For industry, there will be full capital expensing for business investment for at least three years whereby every pound of investment will be deductible in full from taxable profits. This is worth an estimated £9 billion a year. There will also be 12 new investment zones as part of the levelling up programme. However, the planned increase in corporation tax from 19 percent to 25 percent on profits in excess of £250,000 in April will go ahead.

In terms of the economy, unexpectedly firm data at the start of the year mean that the OBR no longer expect a technical recession in 2023. The forecast contraction in GDP is now put at only 0.2 percent and will be followed by positive yearly growth of between 1.8 percent and 2.5 percent through 2027. The medium-term potential growth rate is unchanged from the November projection but the level of potential output and actual GDP at the end of new forecast is around half a percent higher. Headline inflation is seen falling sharply from 10.7 percent in the fourth quarter of 2022 to 2.9 percent at the end of this year. The stronger growth and lower inflation outlook mean that the OBR now sees public sector net borrowing falling steadily from 5.1 percent of GDP in the current fiscal year to 1.7 percent in FY2027/28 by which time there should be a surplus on the current budget, so any borrowing then will be for investment.
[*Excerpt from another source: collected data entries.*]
// Filter checker - compiles a group's config once, then classifies messages.
//
// Precedence is fixed: sensitive words, then message type, then links.
// The first stage that fires decides the verdict.
//
// NO Discord dependencies here and no I/O. A checker is immutable after
// construction, so one `Arc<FilterChecker>` can serve every concurrent
// message for its group.

use super::group_filter_models::{FilterResult, GroupConfig, MessageKind, SensitiveWordRule};
use once_cell::sync::Lazy;
use regex::Regex;
use std::collections::HashSet;

// Permissive URL token: scheme plus ASCII word/dot/hyphen characters.
static LINK_RE: Lazy<Regex> =
    Lazy::new(|| Regex::new(r"https?://[0-9A-Za-z_.\-]+").expect("link pattern compiles"));

/// Compiled, read-only evaluator for one group's config.
#[derive(Debug, Clone, Default)]
pub struct FilterChecker {
    config: GroupConfig,
    /// Rules with non-empty keywords, in config order
    sensitive_word_rules: Vec<SensitiveWordRule>,
    domain_whitelist: HashSet<String>,
}

impl FilterChecker {
    /// Compile a config. Absent filter blocks simply never fire.
    pub fn new(config: GroupConfig) -> Self {
        let sensitive_word_rules = config
            .sensitive_word_config
            .as_ref()
            .map(|c| {
                c.words
                    .iter()
                    .filter(|rule| !rule.keyword.is_empty())
                    .cloned()
                    .collect()
            })
            .unwrap_or_default();

        let domain_whitelist = config
            .link_message_filter
            .as_ref()
            .map(|f| {
                f.domain_whitelist
                    .iter()
                    .filter(|domain| !domain.is_empty())
                    .cloned()
                    .collect()
            })
            .unwrap_or_default();

        Self {
            config,
            sensitive_word_rules,
            domain_whitelist,
        }
    }

    /// The config this checker was compiled from.
    pub fn config(&self) -> &GroupConfig {
        &self.config
    }

    /// Number of usable sensitive-word rules.
    pub fn rule_count(&self) -> usize {
        self.sensitive_word_rules.len()
    }

    /// Evaluate one message.
    ///
    /// # Arguments
    /// * `kind` - Classified message type
    /// * `content` - Text (or caption) of the message
    /// * `is_forwarded` - Whether the message was forwarded from elsewhere
    ///
    /// # Returns
    /// The verdict of the first stage that fires, or a pass.
    pub fn check_all(
        &self,
        kind: MessageKind,
        content: &str,
        is_forwarded: bool,
    ) -> FilterResult<'_> {
        if let Some(rule) = self.check_sensitive_word(content) {
            return FilterResult::sensitive(rule);
        }

        let by_type = if is_forwarded {
            self.check_forward_message(kind)
        } else {
            self.check_member_message(kind)
        };
        if let Some(reason) = by_type {
            return FilterResult::delete(reason);
        }

        if let Some(reason) = self.check_link_message(content) {
            return FilterResult::delete(reason);
        }

        FilterResult::pass()
    }

    /// First rule whose keyword occurs in `content`.
    pub fn check_sensitive_word(&self, content: &str) -> Option<&SensitiveWordRule> {
        self.sensitive_word_rules
            .iter()
            .find(|rule| content.contains(rule.keyword.as_str()))
    }

    /// Type-based check for messages a member sent directly.
    pub fn check_member_message(&self, kind: MessageKind) -> Option<&'static str> {
        let filter = self
            .config
            .message_filter
            .as_ref()?
            .member_message_filter
            .as_ref()?;

        match kind {
            MessageKind::BotCommand if filter.delete_bot_command_msg => Some("delete bot command"),
            MessageKind::Image if filter.delete_image_msg => Some("delete image"),
            MessageKind::Voice if filter.delete_voice_msg => Some("delete voice"),
            MessageKind::Document if filter.delete_document_msg => Some("delete document"),
            MessageKind::Sticker if filter.delete_sticker_msg => Some("delete sticker"),
            MessageKind::Dice if filter.delete_dice_msg => Some("delete dice"),
            _ => None,
        }
    }

    /// Type-based check for forwarded messages.
    pub fn check_forward_message(&self, kind: MessageKind) -> Option<&'static str> {
        let filter = self
            .config
            .message_filter
            .as_ref()?
            .forward_message_filter
            .as_ref()?;

        if filter.delete_all_forward_msg {
            return Some("delete all forward");
        }

        match kind {
            MessageKind::Image if filter.delete_image_msg => Some("delete image in forward"),
            MessageKind::Animation if filter.delete_animation_msg => {
                Some("delete animation in forward")
            }
            MessageKind::Video if filter.delete_video_msg => Some("delete video in forward"),
            _ => None,
        }
    }

    /// Link check. Stops at the first link no whitelist entry covers.
    pub fn check_link_message(&self, content: &str) -> Option<&'static str> {
        let filter = self.config.link_message_filter.as_ref()?;
        if !filter.delete_link_messages {
            return None;
        }

        LINK_RE
            .find_iter(content)
            .any(|link| !self.is_whitelisted(link.as_str()))
            .then_some("delete link: not in whitelist")
    }

    // Substring match, not host-boundary aware.
    fn is_whitelisted(&self, link: &str) -> bool {
        self.domain_whitelist
            .iter()
            .any(|domain| link.contains(domain.as_str()))
    }
}

// ============================================================================
// TESTS
// ============================================================================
In sum, today's Budget is focussed quite heavily on the supply-side of the economy and, as such, its success or otherwise will only become apparent over time. It remains a tight Budget with the tax burden projected to rise to 37.7 percent of GDP in 2027-28, a post-war high. Even so, the new forecasts for growth, inflation and public sector finances should not trouble investors and should similarly have little impact on tomorrow's BoE MPC decision.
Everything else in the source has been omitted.